Thankfully, some institutions resist the name change no matter what. Know anyone who calls The Wintergarden, The Cadillac Wintergarden? I think, to New Yorkers, the Waverly will always BE the Waverly.
Past Will Flicker in Village Theater After Renovation
By DAVID W. DUNLAP
here are often second acts in the lives of New York buildings. Sometimes third acts. At a timber-peaked brick box in Greenwich Village – the Waverly Theater to generations of moviegoers – the sixth act is about to begin.
In its newest incarnation, the 174-year-old building at 325 Avenue of the Americas will house the IFC Center, a three-theater complex. Scheduled to open in late spring, the center is meant to embody IFC Companies, a filmmaking and exhibition unit of Cablevision that includes the Independent Film Channel.
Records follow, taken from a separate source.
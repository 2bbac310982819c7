use actix_web::{get, http::StatusCode, post, web, HttpResponse, Responder};
use askama::Template;
use validator::Validate;

use crate::{
    auth::{
        generate_access_token,
        password::{hash_password_blocking, verify_password_blocking},
        removal_cookie, session_cookie,
        token::{generate_email_token, verify_email_token},
        ChangePasswordForm, CreateUserForm, CurrentUser, EmailTokenKind, ForgetPasswordForm,
        LoginForm, LoginResponse, MessageResponse, ResetPasswordForm, VerifyForm,
    },
    error::AppError,
    mail::{
        reset_password_email, reset_password_link, verification_email, verification_link,
        VerificationResultPage,
    },
    models::{NewUser, Role, UserResponse},
    state::AppState,
};

/// Register a new user
///
/// Creates an inactive account and mails a verification link to it.
///
/// ## Responses:
/// - `201 Created`: the new `UserResponse`.
/// - `400 Bad Request`: the username or email is already registered.
/// - `403 Forbidden`: `role=admin` while admin self-registration is disabled.
/// - `422 Unprocessable Entity`: a field failed validation.
#[post("/create-user")]
pub async fn create_user(
    state: web::Data<AppState>,
    form: web::Form<CreateUserForm>,
) -> Result<impl Responder, AppError> {
    form.validate()?;
    let form = form.into_inner();
    log::info!("Attempting to create user {} <{}>", form.username, form.email);

    let role = match form.role.as_deref().map(str::trim).filter(|r| !r.is_empty()) {
        Some(raw) => raw.parse::<Role>().map_err(AppError::ValidationError)?,
        None => Role::User,
    };
    if role == Role::Admin && !state.settings.allow_admin_signup {
        log::warn!("Refused admin self-registration for {}", form.email);
        return Err(AppError::Forbidden(
            "Admin accounts cannot be self-registered".into(),
        ));
    }

    if state
        .users
        .find_user_by_username(&form.username)
        .await?
        .is_some()
    {
        return Err(AppError::BadRequest("Username already exists".into()));
    }
    if state.users.find_user_by_email(&form.email).await?.is_some() {
        return Err(AppError::BadRequest("Email already registered".into()));
    }

    let password_hash = hash_password_blocking(form.password).await?;
    let user = state
        .users
        .create_user(NewUser {
            username: form.username,
            email: form.email,
            password_hash,
            role,
            first_name: form.first_name,
            last_name: form.last_name,
            contact_number: form.contact_number,
            gender: form.gender.filter(|g| !g.trim().is_empty()),
        })
        .await?;

    let token = generate_email_token(
        &user.email,
        EmailTokenKind::Verification,
        &state.settings.secrets,
    )?;
    let link = verification_link(&state.settings.public_url, &user.email, &token)?;
    state.mailer.send(verification_email(&user, &link)?).await?;

    log::info!("User {} created with id {}", user.username, user.id);
    Ok(HttpResponse::Created().json(UserResponse::from(user)))
}

fn render_page(status: StatusCode, page: VerificationResultPage) -> Result<HttpResponse, AppError> {
    Ok(HttpResponse::build(status)
        .content_type("text/html; charset=utf-8")
        .body(page.render()?))
}

async fn verify(state: &AppState, form: VerifyForm) -> Result<HttpResponse, AppError> {
    log::info!("Attempting to verify email {}", form.email);

    let valid = verify_email_token(
        &form.email,
        &form.v_token,
        EmailTokenKind::Verification,
        &state.settings.secrets,
    );
    if !valid {
        log::warn!("Failed to verify email {}", form.email);
        return render_page(
            StatusCode::BAD_REQUEST,
            VerificationResultPage::failure("This verification link is invalid or has expired."),
        );
    }

    let Some(user) = state.users.find_user_by_email(&form.email).await? else {
        log::warn!("Verification for unknown email {}", form.email);
        return render_page(
            StatusCode::NOT_FOUND,
            VerificationResultPage::failure("No account is registered with this email."),
        );
    };

    if !user.is_active {
        state.users.activate(user.id).await?;
    }
    log::info!("Email {} verified", form.email);
    render_page(
        StatusCode::OK,
        VerificationResultPage::success(&state.settings.frontend_url),
    )
}

/// Verify an email address (form submission)
#[post("/verify")]
pub async fn verify_form(
    state: web::Data<AppState>,
    form: web::Form<VerifyForm>,
) -> Result<HttpResponse, AppError> {
    verify(&state, form.into_inner()).await
}

/// Verify an email address (link opened from the verification email)
#[get("/verify")]
pub async fn verify_link(
    state: web::Data<AppState>,
    query: web::Query<VerifyForm>,
) -> Result<HttpResponse, AppError> {
    verify(&state, query.into_inner()).await
}

/// Login user
///
/// Checks the credentials and sets the session cookie.
///
/// ## Responses:
/// - `200 OK`: `{"id": .., "is_admin": 0|1}` plus the `token` cookie.
/// - `403 Forbidden`: wrong password, or the account is not verified yet.
/// - `404 Not Found`: no account uses this email.
#[post("/login")]
pub async fn login(
    state: web::Data<AppState>,
    form: web::Form<LoginForm>,
) -> Result<HttpResponse, AppError> {
    form.validate()?;
    let LoginForm { email, password } = form.into_inner();
    log::info!("Attempting login for {}", email);

    let Some(user) = state.users.find_user_by_email(&email).await? else {
        log::warn!("Login for unknown email {}", email);
        return Err(AppError::NotFound("User not found".into()));
    };

    if !verify_password_blocking(password, user.password_hash.clone()).await? {
        log::warn!("Invalid credentials for {}", email);
        return Err(AppError::Forbidden("Invalid Credentials".into()));
    }
    if !user.is_active {
        log::warn!("Inactive user {} attempted to log in", user.id);
        return Err(AppError::Forbidden("User is not active".into()));
    }

    let token = generate_access_token(user.id, user.role, &state.settings.secrets)?;
    log::info!("User {} logged in", user.id);
    Ok(HttpResponse::Ok()
        .cookie(session_cookie(token, state.settings.cookie_secure))
        .json(LoginResponse {
            id: user.id,
            is_admin: u8::from(user.is_admin()),
        }))
}

/// Clears the session cookie. The token itself stays valid until it expires.
#[post("/logout")]
pub async fn logout() -> impl Responder {
    HttpResponse::Ok()
        .cookie(removal_cookie())
        .json(MessageResponse::new("Logged out successfully"))
}

#[post("/forget-password")]
pub async fn forget_password(
    state: web::Data<AppState>,
    form: web::Form<ForgetPasswordForm>,
) -> Result<HttpResponse, AppError> {
    form.validate()?;
    log::info!("Password reset requested for {}", form.email);

    let Some(user) = state.users.find_user_by_email(&form.email).await? else {
        log::warn!("Password reset for unknown email {}", form.email);
        return Err(AppError::NotFound("User not found".into()));
    };

    let token = generate_email_token(
        &user.email,
        EmailTokenKind::PasswordReset,
        &state.settings.secrets,
    )?;
    let link = reset_password_link(&state.settings.frontend_url, &user.email, &token)?;
    state.mailer.send(reset_password_email(&user, &link)?).await?;

    Ok(HttpResponse::Ok().json(MessageResponse::new(
        "Password reset email sent successfully",
    )))
}

/// Sets a new password from a mailed reset token. The token is checked before the
/// new password's strength.
#[post("/reset-password")]
pub async fn reset_password(
    state: web::Data<AppState>,
    form: web::Form<ResetPasswordForm>,
) -> Result<HttpResponse, AppError> {
    let form = form.into_inner();
    log::info!("Attempting password reset for {}", form.email);

    if !verify_email_token(
        &form.email,
        &form.token,
        EmailTokenKind::PasswordReset,
        &state.settings.secrets,
    ) {
        log::warn!("Invalid reset token for {}", form.email);
        return Err(AppError::BadRequest("Invalid reset token".into()));
    }
    form.validate()?;

    let Some(user) = state.users.find_user_by_email(&form.email).await? else {
        return Err(AppError::NotFound("User not found".into()));
    };

    let password_hash = hash_password_blocking(form.password).await?;
    state.users.set_password(user.id, &password_hash).await?;

    log::info!("Password reset for user {}", user.id);
    Ok(HttpResponse::Ok().json(MessageResponse::new("Password reset successful")))
}

/// Change the caller's password
///
/// Requires the current password. On success the session cookie is cleared so the
/// client has to log in again.
#[post("/change-password")]
pub async fn change_password(
    state: web::Data<AppState>,
    caller: CurrentUser,
    form: web::Form<ChangePasswordForm>,
) -> Result<HttpResponse, AppError> {
    let form = form.into_inner();
    log::info!("Attempting to change password for user {}", caller.id);

    let user = state
        .users
        .find_user_by_id(caller.id)
        .await?
        .ok_or_else(|| AppError::NotFound("User not found".into()))?;

    if !verify_password_blocking(form.old_password.clone(), user.password_hash.clone()).await? {
        log::warn!("Wrong current password for user {}", user.id);
        return Err(AppError::Forbidden("Invalid Password".into()));
    }
    if !user.is_active {
        log::warn!("Inactive user {} attempted a password change", user.id);
        return Err(AppError::Forbidden("User is not active".into()));
    }
    form.validate()?;

    let password_hash = hash_password_blocking(form.new_password).await?;
    state.users.set_password(user.id, &password_hash).await?;

    log::info!("Password changed for user {}", user.id);
    Ok(HttpResponse::Ok()
        .cookie(removal_cookie())
        .json(MessageResponse::new("Password changed successfully")))
}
Jonathan Sehring, the president of IFC Entertainment, said the complex would offer a comfortable and up-to-date place to watch movies and even to dine.
It will also offer audiences a glimpse into the distant past.
Bogdanow Partners Architects, designers of the $8 million renovation, chose to leave the original brick buttresses and roof rafters exposed in the main auditorium. And, as in the Waverly days, the old gabled roof will be visible along West Third Street, even though the facade will be newly framed in illuminated steel mesh panels.
“My view of architectural history is that it doesn’t stop,” said the architect, Larry Bogdanow.
Certainly not at 325 Avenue of the Americas.
Around 1831, the Third Universalist Society built a church on the site. It was enlarged from 1843 to 1844 by St. Jude’s Episcopal Free Church into a sanctuary that could hold nearly 800 worshipers. St. Jude’s successor, St. John’s in the Village, at 224 Waverly Place, still keeps the records of the Sixth Avenue church, which dissolved in 1853.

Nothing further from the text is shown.